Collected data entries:
-------------------------

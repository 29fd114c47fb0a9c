//! Client for a local Ollama server: availability probes, model listing and
//! switching, and the prompt templates behind help, chat, and error diagnosis.

use std::path::Path;
use std::time::Duration;

use serde::Deserialize;

use crate::cache::HelpCache;
use crate::config::ConfigStore;
use crate::context::DirContext;
use crate::util;

// Cheaper requests get shorter deadlines so a wedged server never stalls the
// prompt for long.
pub const HEALTH_TIMEOUT: Duration = Duration::from_secs(5);
pub const TAGS_TIMEOUT: Duration = Duration::from_secs(10);
pub const GENERATE_TIMEOUT: Duration = Duration::from_secs(30);
pub const ERROR_HELP_TIMEOUT: Duration = Duration::from_secs(20);

/// Error output beyond this many characters is cut before prompting.
const MAX_ERROR_OUTPUT_CHARS: usize = 2000;

/// What went wrong talking to Ollama. Callers match on this to pick the
/// right message instead of parsing error strings.
#[derive(Debug, thiserror::Error)]
pub enum AiError {
    #[error("request timed out")]
    Timeout,
    #[error("could not connect to Ollama at {url}")]
    Connection { url: String },
    #[error("{0}")]
    Other(String),
}

impl AiError {
    fn from_reqwest(err: reqwest::Error, base_url: &str) -> Self {
        if err.is_timeout() {
            AiError::Timeout
        } else if err.is_connect() {
            AiError::Connection {
                url: base_url.to_string(),
            }
        } else {
            AiError::Other(err.to_string())
        }
    }
}

/// One installed model as reported by `/api/tags`.
#[derive(Debug, Clone, Deserialize)]
pub struct ModelEntry {
    pub name: String,
    #[serde(default)]
    pub size: u64,
}

impl ModelEntry {
    pub fn size_gb(&self) -> f64 {
        self.size as f64 / (1024.0 * 1024.0 * 1024.0)
    }
}

#[derive(Deserialize)]
struct TagsResponse {
    #[serde(default)]
    models: Vec<ModelEntry>,
}

#[derive(Deserialize)]
struct GenerateResponse {
    #[serde(default)]
    response: String,
}

#[derive(Debug, PartialEq, Eq)]
pub enum SwitchOutcome {
    Switched,
    UnknownModel { available: Vec<String> },
}

pub struct OllamaClient {
    client: reqwest::Client,
    base_url: String,
    model: String,
    help_cache: HelpCache,
}

impl OllamaClient {
    pub fn new(base_url: String, model: String) -> anyhow::Result<Self> {
        Ok(Self {
            client: reqwest::Client::builder().build()?,
            base_url,
            model,
            help_cache: HelpCache::default(),
        })
    }

    pub fn model(&self) -> &str {
        &self.model
    }

    /// Quick health probe against `/api/tags`. Never errors: any failure,
    /// including a timeout, just reads as "not available".
    pub async fn is_available(&self) -> bool {
        let url = format!("{}/api/tags", self.base_url);
        match self
            .client
            .get(&url)
            .timeout(HEALTH_TIMEOUT)
            .send()
            .await
        {
            Ok(resp) => resp.status().is_success(),
            Err(_) => false,
        }
    }

    pub async fn list_models(&self) -> Result<Vec<ModelEntry>, AiError> {
        let url = format!("{}/api/tags", self.base_url);
        let resp = self
            .client
            .get(&url)
            .timeout(TAGS_TIMEOUT)
            .send()
            .await
            .map_err(|e| AiError::from_reqwest(e, &self.base_url))?;
        let status = resp.status();
        if !status.is_success() {
            let text = resp.text().await.unwrap_or_default();
            return Err(AiError::Other(format!("API error ({status}): {text}")));
        }
        let tags: TagsResponse = resp
            .json()
            .await
            .map_err(|e| AiError::from_reqwest(e, &self.base_url))?;
        Ok(tags.models)
    }

    /// Switch the active model. The name must match an installed model
    /// exactly; the choice is persisted to the config before the in-memory
    /// model changes, so a failed save leaves both sides untouched.
    pub async fn switch_model(
        &mut self,
        name: &str,
        config: &mut ConfigStore,
    ) -> Result<SwitchOutcome, AiError> {
        let available: Vec<String> = self
            .list_models()
            .await?
            .into_iter()
            .map(|m| m.name)
            .collect();
        if !available.iter().any(|m| m == name) {
            return Ok(SwitchOutcome::UnknownModel { available });
        }
        config
            .set_model(name)
            .map_err(|e| AiError::Other(format!("could not save model choice: {e}")))?;
        self.model = name.to_string();
        Ok(SwitchOutcome::Switched)
    }

    pub fn is_help_cached(&self, command: &str, cwd: &Path) -> bool {
        self.help_cache
            .contains(command.trim(), &cwd.to_string_lossy())
    }

    /// Explain a command. Answers are cached per (command, directory) so
    /// repeating a query costs nothing; a fresh answer takes exactly one
    /// generate call.
    pub async fn get_help(&mut self, command: &str, cwd: &Path) -> Result<String, AiError> {
        let command = command.trim();
        if command.is_empty() {
            return Ok("Please specify a command to get help for.".to_string());
        }
        let cwd_key = cwd.to_string_lossy().into_owned();
        if let Some(cached) = self.help_cache.get(command, &cwd_key) {
            return Ok(cached.clone());
        }
        let prompt = build_help_prompt(command, cwd);
        let reply = self
            .generate(&prompt, 0.2, 300, GENERATE_TIMEOUT)
            .await?;
        let reply = if reply.is_empty() {
            "No response received".to_string()
        } else {
            reply
        };
        self.help_cache.insert(command, &cwd_key, reply.clone());
        Ok(reply)
    }

    pub async fn chat(&self, message: &str) -> Result<String, AiError> {
        let message = message.trim();
        if message.is_empty() {
            return Ok("Please provide a message to chat about.".to_string());
        }
        let prompt = build_chat_prompt(message);
        let reply = self
            .generate(&prompt, 0.7, 500, GENERATE_TIMEOUT)
            .await?;
        Ok(if reply.is_empty() {
            "No response received".to_string()
        } else {
            reply
        })
    }

    /// Ask for fix suggestions after a command failed. Long error output is
    /// truncated before it is embedded in the prompt.
    pub async fn error_help(&self, command: &str, error_output: &str) -> Result<String, AiError> {
        let error_output = util::truncate(error_output, MAX_ERROR_OUTPUT_CHARS);
        let prompt = build_error_prompt(command, &error_output);
        let reply = self
            .generate(&prompt, 0.7, 200, ERROR_HELP_TIMEOUT)
            .await?;
        Ok(if reply.is_empty() {
            "No suggestions available".to_string()
        } else {
            reply
        })
    }

    async fn generate(
        &self,
        prompt: &str,
        temperature: f64,
        num_predict: u32,
        timeout: Duration,
    ) -> Result<String, AiError> {
        let url = format!("{}/api/generate", self.base_url);
        let body = serde_json::json!({
            "model": self.model,
            "prompt": prompt,
            "stream": false,
            "options": {
                "temperature": temperature,
                "num_predict": num_predict,
            }
        });
        let resp = self
            .client
            .post(&url)
            .json(&body)
            .timeout(timeout)
            .send()
            .await
            .map_err(|e| AiError::from_reqwest(e, &self.base_url))?;
        let status = resp.status();
        if !status.is_success() {
            let text = resp.text().await.unwrap_or_default();
            return Err(AiError::Other(format!("API error ({status}): {text}")));
        }
        let out: GenerateResponse = resp
            .json()
            .await
            .map_err(|e| AiError::from_reqwest(e, &self.base_url))?;
        Ok(out.response.trim().to_string())
    }
}

fn build_help_prompt(command: &str, cwd: &Path) -> String {
    let context = DirContext::detect(cwd)
        .label_for_command(command)
        .map(|label| format!("\n\nNote: The user is currently working in {label}."))
        .unwrap_or_default();
    format!(
        "You are a helpful terminal assistant. Explain this command concisely:\n\n\
         Command: {command}{context}\n\n\
         Provide:\n\
         1. What the command does\n\
         2. Common usage examples\n\
         3. Important flags/options\n\
         4. Any safety warnings if needed\n\n\
         Keep it practical and brief."
    )
}

fn build_chat_prompt(message: &str) -> String {
    format!(
        "You are a helpful terminal assistant. The user is asking: {message}\n\n\
         Provide a helpful, practical response. If it's about terminal commands, include examples.\n\
         Be concise but thorough."
    )
}

fn build_error_prompt(command: &str, error_output: &str) -> String {
    format!(
        "You are a helpful terminal assistant. A command failed with an error:\n\n\
         Command: {command}\n\
         Error: {error_output}\n\n\
         Provide specific suggestions to fix this error. Include:\n\
         1. Most likely cause\n\
         2. Specific commands to try\n\
         3. Alternative approaches if needed\n\n\
         Be concise and practical."
    )
}

#[cfg(test)]
pub(crate) mod test_support {
    use std::collections::HashMap;
    use std::sync::{Arc, Mutex};

    use tokio::io::{AsyncReadExt, AsyncWriteExt};
    use tokio::net::{TcpListener, TcpStream};

    pub(crate) type RequestLog = Arc<Mutex<Vec<(String, String)>>>;

    pub(crate) struct StubOllama {
        pub(crate) base_url: String,
        pub(crate) requests: RequestLog,
    }

    impl StubOllama {
        pub(crate) fn request_count(&self) -> usize {
            self.requests.lock().unwrap().len()
        }

        pub(crate) fn generate_calls(&self) -> usize {
            self.requests
                .lock()
                .unwrap()
                .iter()
                .filter(|(path, _)| path == "/api/generate")
                .count()
        }

        pub(crate) fn last_generate_body(&self) -> Option<String> {
            self.requests
                .lock()
                .unwrap()
                .iter()
                .rev()
                .find(|(path, _)| path == "/api/generate")
                .map(|(_, body)| body.clone())
        }
    }

    /// Minimal HTTP server with canned responses keyed by request path.
    /// Unknown paths get a 500. The accept loop dies with the test runtime.
    pub(crate) async fn serve(routes: &[(&str, u16, &str)]) -> StubOllama {
        let listener = TcpListener::bind("127.0.0.1:0").await.unwrap();
        let addr = listener.local_addr().unwrap();
        let routes: HashMap<String, (u16, String)> = routes
            .iter()
            .map(|(path, status, body)| (path.to_string(), (*status, body.to_string())))
            .collect();
        let requests: RequestLog = Arc::new(Mutex::new(Vec::new()));
        let log = requests.clone();
        tokio::spawn(async move {
            loop {
                let Ok((socket, _)) = listener.accept().await else {
                    break;
                };
                let routes = routes.clone();
                let log = log.clone();
                tokio::spawn(async move {
                    let _ = handle(socket, &routes, &log).await;
                });
            }
        });
        StubOllama {
            base_url: format!("http://{addr}"),
            requests,
        }
    }

    async fn handle(
        mut socket: TcpStream,
        routes: &HashMap<String, (u16, String)>,
        log: &RequestLog,
    ) -> std::io::Result<()> {
        let mut data = Vec::new();
        let mut buf = [0u8; 4096];
        let header_end = loop {
            let n = socket.read(&mut buf).await?;
            if n == 0 {
                return Ok(());
            }
            data.extend_from_slice(&buf[..n]);
            if let Some(pos) = data.windows(4).position(|w| w == b"\r\n\r\n") {
                break pos + 4;
            }
        };
        let head = String::from_utf8_lossy(&data[..header_end]).into_owned();
        let content_length = head
            .lines()
            .find_map(|line| {
                let (name, value) = line.split_once(':')?;
                if name.eq_ignore_ascii_case("content-length") {
                    value.trim().parse::<usize>().ok()
                } else {
                    None
                }
            })
            .unwrap_or(0);
        while data.len() < header_end + content_length {
            let n = socket.read(&mut buf).await?;
            if n == 0 {
                break;
            }
            data.extend_from_slice(&buf[..n]);
        }
        let path = head
            .lines()
            .next()
            .and_then(|line| line.split_whitespace().nth(1))
            .unwrap_or("")
            .to_string();
        let body = String::from_utf8_lossy(&data[header_end..]).into_owned();
        log.lock().unwrap().push((path.clone(), body));
        let (status, payload) = match routes.get(&path) {
            Some((status, payload)) => (*status, payload.clone()),
            None => (500, String::from("{}")),
        };
        let reason = match status {
            200 => "OK",
            404 => "Not Found",
            _ => "Internal Server Error",
        };
        let response = format!(
            "HTTP/1.1 {status} {reason}\r\nContent-Type: application/json\r\nContent-Length: {}\r\nConnection: close\r\n\r\n{payload}",
            payload.len()
        );
        socket.write_all(response.as_bytes()).await?;
        socket.shutdown().await
    }
}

-------------------------

Write the opening line of the data above and every line after it, exactly, stopping once you have written the line with "cut before prompting.".

ANSWER SECTION:
repository 29fd114c47fb0a9c
//! Client for a local Ollama server: availability probes, model listing and
//! switching, and the prompt templates behind help, chat, and error diagnosis.

use std::path::Path;
use std::time::Duration;

use serde::Deserialize;

use crate::cache::HelpCache;
use crate::config::ConfigStore;
use crate::context::DirContext;
use crate::util;

// Cheaper requests get shorter deadlines so a wedged server never stalls the
// prompt for long.
pub const HEALTH_TIMEOUT: Duration = Duration::from_secs(5);
pub const TAGS_TIMEOUT: Duration = Duration::from_secs(10);
pub const GENERATE_TIMEOUT: Duration = Duration::from_secs(30);
pub const ERROR_HELP_TIMEOUT: Duration = Duration::from_secs(20);

/// Error output beyond this many characters is cut before prompting.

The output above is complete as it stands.